§ **Task to carry out**
Copy the records. Keep every line exactly as it is.

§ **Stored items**
──────────

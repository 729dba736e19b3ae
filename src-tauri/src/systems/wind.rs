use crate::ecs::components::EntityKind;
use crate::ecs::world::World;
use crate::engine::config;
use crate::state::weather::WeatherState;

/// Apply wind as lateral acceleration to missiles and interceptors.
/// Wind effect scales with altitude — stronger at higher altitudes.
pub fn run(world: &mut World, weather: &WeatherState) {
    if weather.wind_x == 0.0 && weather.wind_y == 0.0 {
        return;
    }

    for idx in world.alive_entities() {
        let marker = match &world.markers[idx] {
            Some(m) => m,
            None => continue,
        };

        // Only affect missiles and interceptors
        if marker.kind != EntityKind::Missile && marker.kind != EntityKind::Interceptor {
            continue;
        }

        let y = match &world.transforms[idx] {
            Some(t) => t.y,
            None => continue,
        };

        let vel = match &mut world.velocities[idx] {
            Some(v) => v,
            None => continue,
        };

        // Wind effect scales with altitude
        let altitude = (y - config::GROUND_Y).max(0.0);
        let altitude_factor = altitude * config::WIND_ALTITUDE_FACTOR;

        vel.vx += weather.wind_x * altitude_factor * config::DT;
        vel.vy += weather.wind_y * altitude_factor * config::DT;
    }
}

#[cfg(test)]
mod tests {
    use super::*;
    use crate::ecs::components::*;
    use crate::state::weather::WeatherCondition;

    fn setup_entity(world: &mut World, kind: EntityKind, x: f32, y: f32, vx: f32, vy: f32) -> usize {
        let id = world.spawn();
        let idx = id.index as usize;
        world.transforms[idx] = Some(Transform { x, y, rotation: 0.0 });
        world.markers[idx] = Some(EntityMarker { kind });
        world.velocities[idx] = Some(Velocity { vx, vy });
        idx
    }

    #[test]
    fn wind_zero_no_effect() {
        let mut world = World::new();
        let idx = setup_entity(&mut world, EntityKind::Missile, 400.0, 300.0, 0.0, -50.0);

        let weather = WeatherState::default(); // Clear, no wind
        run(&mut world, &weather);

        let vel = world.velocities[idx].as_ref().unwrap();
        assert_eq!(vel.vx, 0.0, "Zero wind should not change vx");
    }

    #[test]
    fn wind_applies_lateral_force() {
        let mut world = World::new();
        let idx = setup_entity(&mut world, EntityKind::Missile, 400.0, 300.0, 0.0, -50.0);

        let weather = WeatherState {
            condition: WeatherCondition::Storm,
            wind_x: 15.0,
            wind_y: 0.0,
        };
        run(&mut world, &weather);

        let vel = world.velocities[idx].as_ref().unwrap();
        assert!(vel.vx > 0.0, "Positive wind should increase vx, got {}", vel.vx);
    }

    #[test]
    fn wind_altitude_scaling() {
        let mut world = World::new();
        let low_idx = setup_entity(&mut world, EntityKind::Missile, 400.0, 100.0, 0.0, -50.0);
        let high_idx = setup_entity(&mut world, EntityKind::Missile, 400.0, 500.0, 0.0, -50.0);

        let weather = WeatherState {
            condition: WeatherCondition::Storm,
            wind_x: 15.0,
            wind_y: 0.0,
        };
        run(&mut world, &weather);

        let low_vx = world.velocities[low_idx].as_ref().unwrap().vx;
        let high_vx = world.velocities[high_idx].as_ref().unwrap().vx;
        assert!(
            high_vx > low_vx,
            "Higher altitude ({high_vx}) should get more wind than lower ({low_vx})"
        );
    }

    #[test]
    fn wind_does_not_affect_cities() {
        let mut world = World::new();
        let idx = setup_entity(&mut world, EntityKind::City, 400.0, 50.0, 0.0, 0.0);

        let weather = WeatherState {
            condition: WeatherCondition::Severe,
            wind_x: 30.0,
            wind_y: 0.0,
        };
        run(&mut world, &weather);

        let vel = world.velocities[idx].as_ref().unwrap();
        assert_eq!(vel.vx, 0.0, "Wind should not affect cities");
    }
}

──────────

§ **Problem solution**
repository 729dba736e19b3ae
filename src-tauri/src/systems/wind.rs
use crate::ecs::components::EntityKind;
use crate::ecs::world::World;
use crate::engine::config;
use crate::state::weather::WeatherState;

/// Apply wind as lateral acceleration to missiles and interceptors.
/// Wind effect scales with altitude — stronger at higher altitudes.
pub fn run(world: &mut World, weather: &WeatherState) {
    if weather.wind_x == 0.0 && weather.wind_y == 0.0 {
        return;
    }

    for idx in world.alive_entities() {
        let marker = match &world.markers[idx] {
            Some(m) => m,
            None => continue,
        };

        // Only affect missiles and interceptors
        if marker.kind != EntityKind::Missile && marker.kind != EntityKind::Interceptor {
            continue;
        }

        let y = match &world.transforms[idx] {
            Some(t) => t.y,
            None => continue,
        };

        let vel = match &mut world.velocities[idx] {
            Some(v) => v,
            None => continue,
        };

        // Wind effect scales with altitude
        let altitude = (y - config::GROUND_Y).max(0.0);
        let altitude_factor = altitude * config::WIND_ALTITUDE_FACTOR;

        vel.vx += weather.wind_x * altitude_factor * config::DT;
        vel.vy += weather.wind_y * altitude_factor * config::DT;
    }
}

#[cfg(test)]
mod tests {
    use super::*;
    use crate::ecs::components::*;
    use crate::state::weather::WeatherCondition;

    fn setup_entity(world: &mut World, kind: EntityKind, x: f32, y: f32, vx: f32, vy: f32) -> usize {
        let id = world.spawn();
        let idx = id.index as usize;
        world.transforms[idx] = Some(Transform { x, y, rotation: 0.0 });
        world.markers[idx] = Some(EntityMarker { kind });
        world.velocities[idx] = Some(Velocity { vx, vy });
        idx
    }

    #[test]
    fn wind_zero_no_effect() {
        let mut world = World::new();
        let idx = setup_entity(&mut world, EntityKind::Missile, 400.0, 300.0, 0.0, -50.0);

        let weather = WeatherState::default(); // Clear, no wind
        run(&mut world, &weather);

        let vel = world.velocities[idx].as_ref().unwrap();
        assert_eq!(vel.vx, 0.0, "Zero wind should not change vx");
    }

    #[test]
    fn wind_applies_lateral_force() {
        let mut world = World::new();
        let idx = setup_entity(&mut world, EntityKind::Missile, 400.0, 300.0, 0.0, -50.0);

        let weather = WeatherState {
            condition: WeatherCondition::Storm,
            wind_x: 15.0,
            wind_y: 0.0,
        };
        run(&mut world, &weather);

        let vel = world.velocities[idx].as_ref().unwrap();
        assert!(vel.vx > 0.0, "Positive wind should increase vx, got {}", vel.vx);
    }

    #[test]
    fn wind_altitude_scaling() {
        let mut world = World::new();
        let low_idx = setup_entity(&mut world, EntityKind::Missile, 400.0, 100.0, 0.0, -50.0);
        let high_idx = setup_entity(&mut world, EntityKind::Missile, 400.0, 500.0, 0.0, -50.0);

        let weather = WeatherState {
            condition: WeatherCondition::Storm,
            wind_x: 15.0,
            wind_y: 0.0,
        };
        run(&mut world, &weather);

        let low_vx = world.velocities[low_idx].as_ref().unwrap().vx;
        let high_vx = world.velocities[high_idx].as_ref().unwrap().vx;
        assert!(
            high_vx > low_vx,
            "Higher altitude ({high_vx}) should get more wind than lower ({low_vx})"
        );
    }

    #[test]
    fn wind_does_not_affect_cities() {
        let mut world = World::new();
        let idx = setup_entity(&mut world, EntityKind::City, 400.0, 50.0, 0.0, 0.0);

        let weather = WeatherState {
            condition: WeatherCondition::Severe,
            wind_x: 30.0,
            wind_y: 0.0,
        };
        run(&mut world, &weather);

        let vel = world.velocities[idx].as_ref().unwrap();
        assert_eq!(vel.vx, 0.0, "Wind should not affect cities");
    }
}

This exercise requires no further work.